(710g) Elucidating the Evolution of Pd Single-Atoms on Anatase TiO2 during CO2 Hydrogenation

Interests in single-atom catalysts (SACs) have observed rapid increases recently. As a result of the instability and high mobility of single-atoms (SAs), the structure of SACs and the chemical environment of metal centers are often dynamic under reaction conditions, limiting their application scopes and challenging mechanistic investigations. Nonetheless, limited understanding has been obtained in the important area and systematic insights are desired. Here, we present detailed studies that elucidate the evolution of Pd SAs supported on anatase TiO₂ during high-temperature CO₂ hydrogenation, a highly enticing reaction for carbon mitigation and chemical production.
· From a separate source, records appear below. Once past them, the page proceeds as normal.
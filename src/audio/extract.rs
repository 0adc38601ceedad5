use rayon::prelude::*;
use rustfft::{num_complex::Complex, Fft, FftPlanner};
use std::sync::Arc;

use super::decode::Track;
use super::features::{AnalysisRecord, FeatureName, FeatureSet, FeatureValue, Loudness};
use crate::error::SketchError;

const BARK_BANDS: usize = 24;
const LOUDNESS_EXPONENT: f32 = 0.23;
const ROLLOFF_FRACTION: f32 = 0.99;

/// Per-buffer feature extractor. One instance per thread; cloning shares the FFT plan.
#[derive(Clone)]
pub struct FeatureExtractor {
    buffer_size: usize,
    sample_rate: u32,
    features: FeatureSet,
    fft: Arc<dyn Fft<f32>>,
    window: Vec<f32>,
    band_of_bin: Vec<usize>,
    scratch: Vec<Complex<f32>>,
}

impl FeatureExtractor {
    pub fn new(buffer_size: usize, sample_rate: u32, features: FeatureSet) -> Result<Self, SketchError> {
        if buffer_size < 2 || !buffer_size.is_power_of_two() {
            return Err(SketchError::InvalidBufferSize(buffer_size));
        }

        let mut planner = FftPlanner::<f32>::new();
        let fft = planner.plan_fft_forward(buffer_size);

        Ok(Self {
            buffer_size,
            sample_rate,
            features,
            fft,
            window: hann_window(buffer_size),
            band_of_bin: bark_bands(buffer_size / 2, buffer_size, sample_rate),
            scratch: vec![Complex::new(0.0, 0.0); buffer_size],
        })
    }

    /// Extract the allow-listed features of one buffer. Short buffers are zero-padded.
    pub fn extract(&mut self, signal: &[f32]) -> AnalysisRecord {
        let mut record = AnalysisRecord::new();
        if self.features.is_empty() {
            return record;
        }

        for (i, slot) in self.scratch.iter_mut().enumerate() {
            let s = signal.get(i).copied().unwrap_or(0.0);
            *slot = Complex::new(s * self.window[i], 0.0);
        }
        self.fft.process(&mut self.scratch);

        let half = self.buffer_size / 2;
        let amplitude: Vec<f32> = self.scratch[..half].iter().map(|c| c.norm()).collect();

        let loudness = self.loudness(&amplitude);
        let nyquist_bin = self.sample_rate as f32 / 2.0 / (half.max(2) - 1) as f32;

        for name in self.features.iter() {
            let value = match name {
                FeatureName::Rms => FeatureValue::Scalar(rms(signal)),
                FeatureName::Energy => FeatureValue::Scalar(signal.iter().map(|s| s * s).sum()),
                FeatureName::Zcr => FeatureValue::Scalar(zero_crossings(signal) as f32),
                FeatureName::AmplitudeSpectrum => FeatureValue::Vector(amplitude.clone()),
                FeatureName::PowerSpectrum => {
                    FeatureValue::Vector(amplitude.iter().map(|a| a * a).collect())
                }
                FeatureName::SpectralCentroid => FeatureValue::Scalar(moment(1, &amplitude)),
                FeatureName::SpectralSpread => {
                    let mu1 = moment(1, &amplitude);
                    FeatureValue::Scalar((moment(2, &amplitude) - mu1 * mu1).sqrt())
                }
                FeatureName::SpectralFlatness => FeatureValue::Scalar(flatness(&amplitude)),
                FeatureName::SpectralRolloff => {
                    FeatureValue::Scalar(rolloff_bins(&amplitude) as f32 * nyquist_bin)
                }
                FeatureName::Loudness => FeatureValue::Loudness(loudness.clone()),
                FeatureName::PerceptualSpread => FeatureValue::Scalar(perceptual_spread(&loudness)),
                FeatureName::PerceptualSharpness => {
                    FeatureValue::Scalar(perceptual_sharpness(&loudness))
                }
            };
            record.insert(name, value);
        }

        record
    }

    fn loudness(&self, amplitude: &[f32]) -> Loudness {
        let mut band_sums = [0.0f32; BARK_BANDS];
        for (bin, &amp) in amplitude.iter().enumerate() {
            band_sums[self.band_of_bin[bin]] += amp;
        }
        let specific: Vec<f32> = band_sums.iter().map(|s| s.powf(LOUDNESS_EXPONENT)).collect();
        let total = specific.iter().sum();
        Loudness { total, specific }
    }
}

/// Split a track into full buffers and extract one record per buffer, in order.
///
/// A trailing partial buffer is dropped: the analyzer only fires on full buffers.
pub fn analyze_track(
    track: &Track,
    buffer_size: usize,
    features: &FeatureSet,
) -> Result<Vec<AnalysisRecord>, SketchError> {
    let extractor = FeatureExtractor::new(buffer_size, track.sample_rate, features.clone())?;

    if features.is_empty() {
        log::warn!("No feature extractors configured, the sketch will receive no analysis callbacks");
        return Ok(Vec::new());
    }

    let chunks: Vec<&[f32]> = track.samples.chunks_exact(buffer_size).collect();
    let dropped = track.samples.len() % buffer_size;
    log::info!(
        "Extracting {} buffers of {} samples ({} trailing samples dropped)",
        chunks.len(),
        buffer_size,
        dropped
    );

    let records: Vec<AnalysisRecord> = chunks
        .into_par_iter()
        .map_with(extractor, |ex, chunk| ex.extract(chunk))
        .collect();

    Ok(records)
}

fn rms(signal: &[f32]) -> f32 {
    if signal.is_empty() {
        return 0.0;
    }
    (signal.iter().map(|s| s * s).sum::<f32>() / signal.len() as f32).sqrt()
}

fn zero_crossings(signal: &[f32]) -> usize {
    signal
        .windows(2)
        .filter(|w| (w[0] >= 0.0) != (w[1] >= 0.0))
        .count()
}

/// Spectral moment over bin indices. NaN for an all-zero spectrum.
fn moment(order: i32, amplitude: &[f32]) -> f32 {
    let total: f32 = amplitude.iter().sum();
    let weighted: f32 = amplitude
        .iter()
        .enumerate()
        .map(|(k, &a)| (k as f32).powi(order) * a)
        .sum();
    weighted / total
}

fn flatness(amplitude: &[f32]) -> f32 {
    let n = amplitude.len() as f32;
    let log_mean = amplitude.iter().map(|a| a.ln()).sum::<f32>() / n;
    let mean = amplitude.iter().sum::<f32>() / n;
    log_mean.exp() / mean
}

/// Number of low bins holding `ROLLOFF_FRACTION` of the spectral energy.
fn rolloff_bins(amplitude: &[f32]) -> usize {
    let total: f32 = amplitude.iter().sum();
    let threshold = ROLLOFF_FRACTION * total;
    let mut remaining = total;
    let mut n = amplitude.len();
    while n > 0 && remaining > threshold {
        n -= 1;
        remaining -= amplitude[n];
    }
    n
}

fn perceptual_spread(loudness: &Loudness) -> f32 {
    let max = loudness.specific.iter().copied().fold(0.0f32, f32::max);
    ((loudness.total - max) / loudness.total).powi(2)
}

fn perceptual_sharpness(loudness: &Loudness) -> f32 {
    let weighted: f32 = loudness
        .specific
        .iter()
        .enumerate()
        .map(|(i, &s)| {
            let z = (i + 1) as f32;
            let g = if i < 15 { 1.0 } else { 0.066 * (0.171 * z).exp() };
            z * g * s
        })
        .sum();
    0.11 * weighted / loudness.total
}

fn bark(freq: f32) -> f32 {
    13.0 * (freq / 1315.8).atan() + 3.5 * (freq / 7518.0).powi(2).atan()
}

/// Bark band index for every amplitude bin.
fn bark_bands(bins: usize, buffer_size: usize, sample_rate: u32) -> Vec<usize> {
    let bin_hz = sample_rate as f32 / buffer_size as f32;
    let max_bark = bark(bins.saturating_sub(1) as f32 * bin_hz);
    (0..bins)
        .map(|k| {
            if max_bark <= 0.0 {
                return 0;
            }
            let band = (bark(k as f32 * bin_hz) / max_bark * BARK_BANDS as f32) as usize;
            band.min(BARK_BANDS - 1)
        })
        .collect()
}

fn hann_window(size: usize) -> Vec<f32> {
    (0..size)
        .map(|i| {
            0.5 * (1.0 - (2.0 * std::f32::consts::PI * i as f32 / (size - 1) as f32).cos())
        })
        .collect()
}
We discovered that under the reaction conditions, low-surface-density Pd₁O₃ SAs (Figure a) on TiO₂ evolve in two pathways: forming a more active species, Pd_active, and sintering into large metallic particles. The former leads to the in situ increase in the reaction rate over ~ 30 h (Figure b), has an activation barrier of ~121 kJ/mol, and is facilitated by H₂ in the reaction stream (Figure b). In contrast, the latter is induced by CO produced by the reaction, resulting in catalyst deactivation (Figure b). The in situ Pd_active formation is unique to Pd/TiO₂, as other noble metal SAs (Pt, Rh, or Ru) and supports (CeO₂ or SiO₂) do not exhibit the same behavior (Figure c). The exact structure of Pd_active is under thorough investigation with in situ spectroscopy and theory, and ex situ XAS reveal that they can be completely oxidized into bulk-like PdO upon air exposure, while metallic particles created by CO treatment cannot (Figure a). This presentation depicts a complete and clear picture of the dynamic behaviors of TiO₂-supported Pd SAs under CO₂ hydrogenation and relevant reducing conditions. These insights will benefit both the understanding of hydrogenation mechanisms over SAs and the design of more stable, versatile SACs.